Why businesses shouldn’t focus their entire digital strategy on one social platform.
On the day that Facebook’s properties went offline for six hours, Joe Pulizzi, founder of the Content Marketing Institute, revived some of his existing advice: “Do not build your content house on rented land.” He wrote this on LinkedIn, where he could enjoy free organic traffic from his target audience, but he tweeted it, too, and wrote about it on his news site The Tilt, because he practices what he preaches. It is not a best practice to produce content exclusively on channels you do not own. The point is one he and other content creators make over and over during the reign of social media: No business can afford to place their entire digital strategy into the hands of a single platform. Instead, build your business on digital property that you buy into, not on rented property that the owners can revoke, restructure, or accidentally remove.
But Doesn’t Facebook Work Well Enough?
The appeal of social platforms like Facebook and Instagram for small businesses is obvious. Facebook is free. It includes text, video, and images. It’s optimizable. And Facebook alone has 3 billion users. Many businesses use Facebook as their website. They communicate updates about location data information, including operating hours, promotions, and sales through Facebook, field customer comments and questions, and craft their brand identity. Sure, Facebook went dark, but isn’t it better to place your business at a busy intersection than a secluded digital side street?
First off: Facebook isn’t free.
“Well, if you aren’t paying for it,” Pulizzi said, “you are technically the product.” That includes other seemingly free platforms such as YouTube, Instagram, Twitter, and TikTok.
Second: Although these rented platforms have enormous value, social platforms don’t just malfunction, they change their rules. They revoke services. Facebook has a long history of changing its algorithms, which effects the way posts and pages get displayed to users.

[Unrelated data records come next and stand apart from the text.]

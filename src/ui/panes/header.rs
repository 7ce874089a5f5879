//! Title header rendering

use crate::ui::theme::DEFAULT_THEME;
use ratatui::{
    layout::{Alignment, Rect},
    style::{Modifier, Style},
    text::Line,
    widgets::Paragraph,
    Frame,
};

/// Window/application title
pub const TITLE: &str = "Sorting Algorithm Visualiser";

pub fn render_header(frame: &mut Frame, area: Rect) {
    let title = Paragraph::new(Line::from(TITLE))
        .style(
            Style::default()
                .fg(DEFAULT_THEME.fg)
                .add_modifier(Modifier::BOLD),
        )
        .alignment(Alignment::Center);
    frame.render_widget(title, area);
}
//! # Introduction
//!
//! sortty animates comparison-based sorting algorithms in the terminal.
//! A dataset of random values is rendered as vertical bars, and each
//! swap/shift performed by the selected algorithm becomes one animation
//! frame, paced by the UI tick loop built with
//! [ratatui](https://docs.rs/ratatui).
//!
//! ## Frame pipeline
//!
//! ```text
//! Dataset → Stepper (one mutation per resume) → Highlight map → Panes → Terminal
//! ```
//!
//! 1. [`dataset`] — random value generation and the in-place swap the
//!    sorters are allowed to perform.
//! 2. [`sorter`] — the two resumable step sequences ([`sorter::BubbleStepper`]
//!    and [`sorter::InsertionStepper`]); each resume performs exactly one
//!    observable mutation and reports the indices it touched.
//! 3. [`ui`] — ratatui-based TUI: bar geometry, themed panes, clickable
//!    buttons, and the application loop that paces the stepper.
//!
//! ## Controls
//!
//! Three on-screen buttons (mouse) with key equivalents: start/reset (`s`),
//! algorithm toggle (`a`), direction toggle (`d`), and `q` to quit.

pub mod dataset;
pub mod sorter;
pub mod ui;
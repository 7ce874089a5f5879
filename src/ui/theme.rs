use ratatui::style::Color;

pub struct Theme {
    pub bg: Color,
    pub fg: Color,
    /// Cyclic fill colors for the bars, indexed by position
    pub bar_gradient: [Color; 3],
    pub highlight_primary: Color,   // Red
    pub highlight_secondary: Color, // Yellow
    pub button_text: Color,
    pub start_fill: Color,
    pub start_border: Color,
    pub algorithm_fill: Color,
    pub algorithm_border: Color,
    pub order_fill: Color,
    pub order_border: Color,
    pub status_bg: Color,
    pub status_fg: Color,
    pub status_key: Color,  // Key hint chips
    pub status_idle: Color, // State chip while idle
    pub status_run: Color,  // State chip while sorting
    pub status_done: Color, // State chip after completion
}

pub const DEFAULT_THEME: Theme = Theme {
    bg: Color::Rgb(0, 0, 0),
    fg: Color::Rgb(255, 255, 255),
    bar_gradient: [
        Color::Rgb(34, 139, 34),   // Forest green
        Color::Rgb(60, 179, 113),  // Medium sea green
        Color::Rgb(144, 238, 144), // Light green
    ],
    highlight_primary: Color::Rgb(255, 0, 0),
    highlight_secondary: Color::Rgb(255, 255, 0),
    button_text: Color::Rgb(255, 255, 255),
    start_fill: Color::Rgb(41, 170, 225), // Blue
    start_border: Color::Rgb(6, 109, 185),
    algorithm_fill: Color::Rgb(255, 105, 180), // Pink
    algorithm_border: Color::Rgb(180, 0, 69),
    order_fill: Color::Rgb(255, 165, 0), // Orange
    order_border: Color::Rgb(221, 87, 28),
    status_bg: Color::Rgb(40, 40, 50),
    status_fg: Color::Rgb(205, 214, 244),
    status_key: Color::Rgb(108, 112, 134),
    status_idle: Color::Rgb(137, 180, 250),
    status_run: Color::Rgb(249, 226, 175),
    status_done: Color::Rgb(166, 227, 161),
};
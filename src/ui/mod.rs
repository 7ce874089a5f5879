//! Terminal user interface built on [ratatui](https://github.com/ratatui-org/ratatui).
//!
//! The UI is organized into four layers:
//!
//! - **[`app`]** — application state, the tick loop, key and mouse dispatch
//! - **[`geometry`]** — bar chart layout derived from the dataset range
//! - **[`panes`]** — stateless render functions for each visible region
//!   (header, controls, chart, status bar)
//! - **[`theme`]** — centralized color palette used by all panes
//!
//! The entry point for consumers is [`App`]: construct it with a list size
//! and call [`App::run`] to start the event loop.
//!
//! [`App::run`]: app::App::run

pub mod app;
pub mod geometry;
pub mod panes;
pub mod theme;

pub use app::App;
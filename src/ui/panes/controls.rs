//! Control buttons: layout, rendering, and hit-testing
//!
//! Buttons are fixed-width rounded-border rectangles with centered labels.
//! They are created once at startup, repositioned into a centered row
//! whenever the controls area is laid out, and dispatched in declaration
//! order on pointer presses.

use crate::ui::theme::DEFAULT_THEME;
use ratatui::{
    layout::{Alignment, Rect},
    style::{Color, Style},
    text::Line,
    widgets::{Block, BorderType, Borders, Paragraph},
    Frame,
};

/// Cells between adjacent buttons
const SPACING: u16 = 2;

/// Action bound to a button, dispatched by the app loop
#[derive(Debug, Clone, Copy, PartialEq, Eq)]
pub enum ButtonAction {
    StartOrReset,
    ToggleAlgorithm,
    ToggleOrder,
}

/// A rectangular clickable control with a label
#[derive(Debug, Clone)]
pub struct Button {
    pub rect: Rect,
    pub label: String,
    pub fill: Color,
    pub border: Color,
    pub action: ButtonAction,
}

impl Button {
    /// Create a button at the origin; [`position_buttons`] places it.
    ///
    /// `width` must cover the longest label the button can carry, plus
    /// the two border cells.
    pub fn new(label: &str, width: u16, fill: Color, border: Color, action: ButtonAction) -> Self {
        Button {
            rect: Rect::new(0, 0, width, 3),
            label: label.to_string(),
            fill,
            border,
            action,
        }
    }

    /// Containment test for a pointer press at cell (`column`, `row`).
    ///
    /// Every drawn cell counts, boundary included; the first cell past
    /// the right/bottom edge does not.
    pub fn hit(&self, column: u16, row: u16) -> bool {
        column >= self.rect.x
            && column < self.rect.x + self.rect.width
            && row >= self.rect.y
            && row < self.rect.y + self.rect.height
    }
}

/// Place `buttons` in a single centered row at the top of `area`.
pub fn position_buttons(buttons: &mut [Button], area: Rect) {
    if buttons.is_empty() {
        return;
    }
    let total: u16 = buttons.iter().map(|b| b.rect.width).sum::<u16>()
        + SPACING * (buttons.len() as u16 - 1);
    let mut x = area.x + area.width.saturating_sub(total) / 2;
    for button in buttons {
        button.rect.x = x;
        button.rect.y = area.y;
        x = x.saturating_add(button.rect.width + SPACING);
    }
}

/// Resolve a press to the first hit button, in declaration order.
pub fn hit_test(buttons: &[Button], column: u16, row: u16) -> Option<ButtonAction> {
    buttons
        .iter()
        .find(|button| button.hit(column, row))
        .map(|button| button.action)
}

pub fn render_controls(frame: &mut Frame, buttons: &[Button]) {
    for button in buttons {
        let block = Block::default()
            .borders(Borders::ALL)
            .border_type(BorderType::Rounded)
            .border_style(Style::default().fg(button.border).bg(button.fill));
        let label = Paragraph::new(Line::from(button.label.as_str()))
            .style(
                Style::default()
                    .fg(DEFAULT_THEME.button_text)
                    .bg(button.fill),
            )
            .alignment(Alignment::Center)
            .block(block);
        frame.render_widget(label, button.rect);
    }
}

#[cfg(test)]
mod tests {
    use super::*;

    fn button_at(x: u16, y: u16, width: u16, action: ButtonAction) -> Button {
        let mut button = Button::new("Test", width, Color::Reset, Color::Reset, action);
        button.rect.x = x;
        button.rect.y = y;
        button
    }

    #[test]
    fn boundary_cells_hit_and_outside_misses() {
        let button = button_at(10, 5, 8, ButtonAction::StartOrReset);

        // all four corners of the drawn rectangle
        assert!(button.hit(10, 5));
        assert!(button.hit(17, 5));
        assert!(button.hit(10, 7));
        assert!(button.hit(17, 7));

        // one cell outside each side
        assert!(!button.hit(9, 6));
        assert!(!button.hit(18, 6));
        assert!(!button.hit(12, 4));
        assert!(!button.hit(12, 8));
    }

    #[test]
    fn first_declared_button_wins_on_overlap() {
        let buttons = vec![
            button_at(0, 0, 10, ButtonAction::StartOrReset),
            button_at(5, 0, 10, ButtonAction::ToggleOrder),
        ];
        assert_eq!(hit_test(&buttons, 7, 1), Some(ButtonAction::StartOrReset));
        assert_eq!(hit_test(&buttons, 12, 1), Some(ButtonAction::ToggleOrder));
        assert_eq!(hit_test(&buttons, 30, 1), None);
    }

    #[test]
    fn positioning_centers_the_row() {
        let mut buttons = vec![
            button_at(0, 0, 11, ButtonAction::StartOrReset),
            button_at(0, 0, 16, ButtonAction::ToggleAlgorithm),
            button_at(0, 0, 12, ButtonAction::ToggleOrder),
        ];
        position_buttons(&mut buttons, Rect::new(0, 4, 80, 3));

        // total row width 11 + 2 + 16 + 2 + 12 = 43, centered in 80
        assert_eq!(buttons[0].rect.x, 18);
        assert_eq!(buttons[1].rect.x, 31);
        assert_eq!(buttons[2].rect.x, 49);
        assert!(buttons.iter().all(|b| b.rect.y == 4));
    }
}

So what to do? The answer: Diversity your active channels, and use platforms where you own membership.
- Use Multiple Channels
As the old saying goes, don’t put all your eggs in one basket. In marketing terms, businesses must mediate their risk by diversifying their activities on different channels. Pulizzi suggests a membership hierarchy: Generate followers on rented properties like Facebook, and move that audience to properties you own, like email, newsletters, and your website. He sees this as a hierarchy. At the bottom of the hierarchy are Facebook, Instagram, TikTok, and Snapchat. In the middle are YouTube, LinkedIn, and Twitter. At the top are your own properties: Podcasts, email newsletters, print subscribers, and membership.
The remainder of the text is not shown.